See it in action on the hev-shop demo store.

API

Query & Fetch

Stable reads

Layer uses the same query syntax as upstream but defaults to stable reads. Every response carries an x-layer-stable-as-of watermark: the point the upstream index is known to be caught up to. A query issued right after an upsert never returns partially-indexed rows and never 429s under write pressure, so derived views like facets and counts stay in sync with your index.

HTTP/1.1 200 OK
x-layer-stable-as-of: 1715600400000

{"rows":[{"id":"asin-B08N5WRWNW","$dist":0.42,"title":"..."}]}

This is achieved by:

  1. Queries run at consistency=eventual upstream, so they never block on indexing.
  2. A control loop polls each registered namespace’s index.status and records the latest status plus, when stable, a watermark equal to poll_start - safety_margin. Cold or updating namespaces use the fast polling interval; stable namespaces back off to the stable interval until the next write re-arms the fast tier.
  3. Per-query decision:
    • Updating → inject a hidden _hevlayer_upserted_at <= watermark predicate so the read never sees partially-indexed rows.
    • Stable or Unknown → run without the predicate. The upstream index is caught up (or no contrary evidence exists).
  4. On a 429 to an unfiltered query, Layer retries once with the watermark filter forced on.

Responses report x-layer-stable-as-of (epoch ms) when the watcher has a watermark for the namespace. It is omitted on a cold-start gateway that has not yet observed a stable poll.

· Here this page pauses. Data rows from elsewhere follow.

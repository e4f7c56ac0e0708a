//! Traits for the remote generative service.
//!
//! The generation call and the remote asset store are external collaborators;
//! this module fixes the shape the rest of the workspace programs against.

use crate::{GenerateOptions, GenerationResponse, Part};
use async_trait::async_trait;
use serde::{Deserialize, Serialize};
use vermeer_error::RemoteError;

/// A file accepted by the remote asset store.
#[derive(Debug, Clone, PartialEq, Eq, Serialize, Deserialize)]
pub struct UploadedFile {
    /// Externally usable handle URI
    pub uri: String,
    /// Internal name used for deletion
    pub name: String,
}

/// Issues generation calls.
#[async_trait]
pub trait RemoteGenerator: Send + Sync {
    /// Generate content from ordered parts.
    async fn generate(
        &self,
        model: &str,
        parts: &[Part],
        options: &GenerateOptions,
    ) -> Result<GenerationResponse, RemoteError>;
}

/// Registers and removes files with the remote asset store.
#[async_trait]
pub trait RemoteAssetStore: Send + Sync {
    /// Upload bytes and return the handle plus the internal name.
    async fn upload(
        &self,
        data: &[u8],
        mime_type: &str,
        display_name: &str,
    ) -> Result<UploadedFile, RemoteError>;

    /// Delete a previously uploaded file by internal name.
    async fn delete(&self, name: &str) -> Result<(), RemoteError>;
}
//! Response interpretation.

use tracing::{debug, warn};
use vermeer_core::{CompletionStatus, GenerationResponse, ImageOutput};
use vermeer_error::{GenerationError, GenerationErrorKind, GenerationResult};

/// Extract the generated image from a response.
///
/// Only the first candidate is consulted. Its completion status is checked
/// before any content is read, so a halted candidate's partial output is never
/// returned. The first inline part with a non-empty payload wins, and
/// `requested_seed` is echoed unchanged.
///
/// # Errors
///
/// `EmptyResponse` when there is no payload, no candidate, or no image in the
/// first candidate; `GenerationHalted` carrying the raw finish reason when the
/// first candidate did not complete normally.
///
/// # Examples
///
/// ```
/// use vermeer_assets::interpret_response;
/// use vermeer_core::{
///     Candidate, Content, GenerationResponse, InlineData, RawResponse, ResponsePart,
/// };
///
/// let response = GenerationResponse::from_raw(RawResponse {
///     candidates: vec![Candidate {
///         finish_reason: Some("STOP".to_string()),
///         content: Some(Content {
///             parts: vec![ResponsePart {
///                 text: None,
///                 inline_data: Some(InlineData {
///                     mime_type: "image/jpeg".to_string(),
///                     data: vec![0xFF, 0xD8],
///                 }),
///             }],
///         }),
///     }],
///     prompt_feedback: None,
/// });
///
/// let output = interpret_response(Some(&response), 42).unwrap();
/// assert_eq!(output.data, vec![0xFF, 0xD8]);
/// assert_eq!(output.mime_type, "image/jpeg");
/// assert_eq!(output.used_seed, 42);
/// ```
pub fn interpret_response(
    response: Option<&GenerationResponse>,
    requested_seed: i64,
) -> GenerationResult<ImageOutput> {
    let raw = response
        .and_then(|r| r.raw.as_ref())
        .ok_or_else(|| empty("response carried no payload"))?;

    let Some(candidate) = raw.candidates.first() else {
        let block_reason = raw
            .prompt_feedback
            .as_ref()
            .and_then(|feedback| feedback.block_reason.as_deref());
        return Err(match block_reason {
            Some(reason) => {
                warn!(block_reason = reason, "Prompt was blocked");
                empty(format!("no candidates, prompt blocked: {}", reason))
            }
            None => empty("no candidates"),
        });
    };

    if raw.candidates.len() > 1 {
        debug!(
            candidates = raw.candidates.len(),
            "Ignoring all but the first candidate"
        );
    }

    if let CompletionStatus::Halted(reason) = candidate.status() {
        warn!(finish_reason = %reason, "Generation halted");
        return Err(GenerationError::new(GenerationErrorKind::GenerationHalted(
            reason,
        )));
    }

    candidate
        .content
        .iter()
        .flat_map(|content| content.parts.iter())
        .filter_map(|part| part.inline_data.as_ref())
        .find(|inline| !inline.data.is_empty())
        .map(|inline| ImageOutput {
            data: inline.data.clone(),
            mime_type: inline.mime_type.clone(),
            used_seed: requested_seed,
        })
        .ok_or_else(|| empty("no image produced"))
}

#[track_caller]
fn empty(message: impl Into<String>) -> GenerationError {
    GenerationError::new(GenerationErrorKind::EmptyResponse(message.into()))
}
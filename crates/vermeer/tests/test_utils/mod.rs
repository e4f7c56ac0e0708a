//! Test utilities for generator tests.

#![allow(dead_code)]

use async_trait::async_trait;
use std::collections::HashMap;
use std::net::IpAddr;
use std::sync::Mutex;
use std::sync::Arc;
use vermeer::{AssetPipeline, HttpFetcher, MemoryCache, PipelineConfig, Resolver};
use vermeer_core::{
    Candidate, Content, GenerateOptions, GenerationResponse, InlineData, Part, RawResponse,
    RemoteAssetStore, RemoteGenerator, ResponsePart, UploadedFile,
};
use vermeer_error::{HttpError, RemoteError, RemoteErrorKind};

/// PNG signature followed by filler; enough for content sniffing.
pub fn png_stub() -> Vec<u8> {
    let mut data = vec![0x89, b'P', b'N', b'G', 0x0D, 0x0A, 0x1A, 0x0A];
    data.extend_from_slice(&[0u8; 24]);
    data
}

/// Every host resolves to one public address.
pub struct PublicResolver;

#[async_trait]
impl Resolver for PublicResolver {
    async fn resolve(&self, _host: &str, _port: u16) -> std::io::Result<Vec<IpAddr>> {
        Ok(vec!["93.184.216.34".parse().expect("valid IP")])
    }
}

/// Serves a fixed set of URLs.
#[derive(Default)]
pub struct StubHttp {
    bodies: Mutex<HashMap<String, Vec<u8>>>,
}

impl StubHttp {
    pub fn serve(&self, url: &str, data: Vec<u8>) {
        self.bodies.lock().unwrap().insert(url.to_string(), data);
    }
}

#[async_trait]
impl HttpFetcher for StubHttp {
    async fn fetch_bytes(&self, url: &str) -> Result<Vec<u8>, HttpError> {
        self.bodies
            .lock()
            .unwrap()
            .get(url)
            .cloned()
            .ok_or_else(|| HttpError::with_status(404, "Not Found"))
    }
}

/// What the mock generator should answer.
#[derive(Debug, Clone)]
pub enum MockBehavior {
    /// Return one candidate with this finish reason and image
    Image { finish_reason: String, data: Vec<u8> },
    /// Fail the call
    Fail(u16),
    /// Never answer
    Hang,
}

/// Records every call and answers according to its behavior.
pub struct MockGenerator {
    behavior: MockBehavior,
    calls: Mutex<Vec<(String, Vec<Part>, GenerateOptions)>>,
}

impl MockGenerator {
    pub fn new(behavior: MockBehavior) -> Self {
        Self {
            behavior,
            calls: Mutex::new(Vec::new()),
        }
    }

    pub fn returning_image(data: Vec<u8>) -> Self {
        Self::new(MockBehavior::Image {
            finish_reason: "STOP".to_string(),
            data,
        })
    }

    pub fn calls(&self) -> Vec<(String, Vec<Part>, GenerateOptions)> {
        self.calls.lock().unwrap().clone()
    }

    pub fn last_parts(&self) -> Vec<Part> {
        self.calls().last().map(|c| c.1.clone()).unwrap_or_default()
    }
}

#[async_trait]
impl RemoteGenerator for MockGenerator {
    async fn generate(
        &self,
        model: &str,
        parts: &[Part],
        options: &GenerateOptions,
    ) -> Result<GenerationResponse, RemoteError> {
        self.calls
            .lock()
            .unwrap()
            .push((model.to_string(), parts.to_vec(), options.clone()));

        match &self.behavior {
            MockBehavior::Image {
                finish_reason,
                data,
            } => Ok(GenerationResponse::from_raw(RawResponse {
                candidates: vec![Candidate {
                    finish_reason: Some(finish_reason.clone()),
                    content: Some(Content {
                        parts: vec![ResponsePart {
                            text: None,
                            inline_data: Some(InlineData {
                                mime_type: "image/jpeg".to_string(),
                                data: data.clone(),
                            }),
                        }],
                    }),
                }],
                prompt_feedback: None,
            })),
            MockBehavior::Fail(status_code) => Err(RemoteError::new(RemoteErrorKind::HttpError {
                status_code: *status_code,
                message: "mock failure".to_string(),
            })),
            MockBehavior::Hang => std::future::pending().await,
        }
    }
}

/// Remote asset store that records uploads and deletions.
#[derive(Default)]
pub struct RecordingStore {
    uploads: Mutex<Vec<String>>,
    deleted: Mutex<Vec<String>>,
}

impl RecordingStore {
    /// Display names of uploaded files, in order.
    pub fn uploads(&self) -> Vec<String> {
        self.uploads.lock().unwrap().clone()
    }

    /// Internal names of deleted files, in order.
    pub fn deleted(&self) -> Vec<String> {
        self.deleted.lock().unwrap().clone()
    }
}

#[async_trait]
impl RemoteAssetStore for RecordingStore {
    async fn upload(
        &self,
        _data: &[u8],
        _mime_type: &str,
        display_name: &str,
    ) -> Result<UploadedFile, RemoteError> {
        let mut uploads = self.uploads.lock().unwrap();
        uploads.push(display_name.to_string());
        let n = uploads.len();
        Ok(UploadedFile {
            uri: format!("https://files.example/v1beta/files/{}", n),
            name: format!("files/{}", n),
        })
    }

    async fn delete(&self, name: &str) -> Result<(), RemoteError> {
        self.deleted.lock().unwrap().push(name.to_string());
        Ok(())
    }
}

/// Pipeline over stub HTTP with a public resolver.
pub fn pipeline(http: Arc<StubHttp>) -> AssetPipeline {
    AssetPipeline::new(
        PipelineConfig::default(),
        Arc::new(MemoryCache::default()),
        http,
    )
    .with_resolver(Arc::new(PublicResolver))
}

Paginated single-query responses return the next page token in x-layer-next-cursor; pass that value back as cursor in the next request body.

Stable-read behavior is set per namespace with the consistency field on the Index CRD. Two gateway tunables control the watcher:

VariableDefaultPurpose
CONSISTENCY_POLL_INTERVAL_MS1000Fast cadence for cold and updating namespaces.
CONSISTENCY_STABLE_POLL_INTERVAL_MS60000Slow cadence for namespaces last observed stable. Set equal to the fast interval to restore one uniform cadence.
CONSISTENCY_SAFETY_MARGIN_MS500Cushion between poll time and watermark to cover in-flight upserts.

Query by id

Pass nearest_to_id in place of vector to rank by stored document vectors instead of a raw query vector — exactly one of the two is required. nearest_to_id takes an array of document ids: the gateway resolves each id’s vector (document cache first, Turbopuffer on miss with a cache backfill) and averages them component-wise into a single centroid, then ranks nearest neighbors to that centroid. Pass one id to rank by a single document; pass several to get “more like these” over a set of seeds.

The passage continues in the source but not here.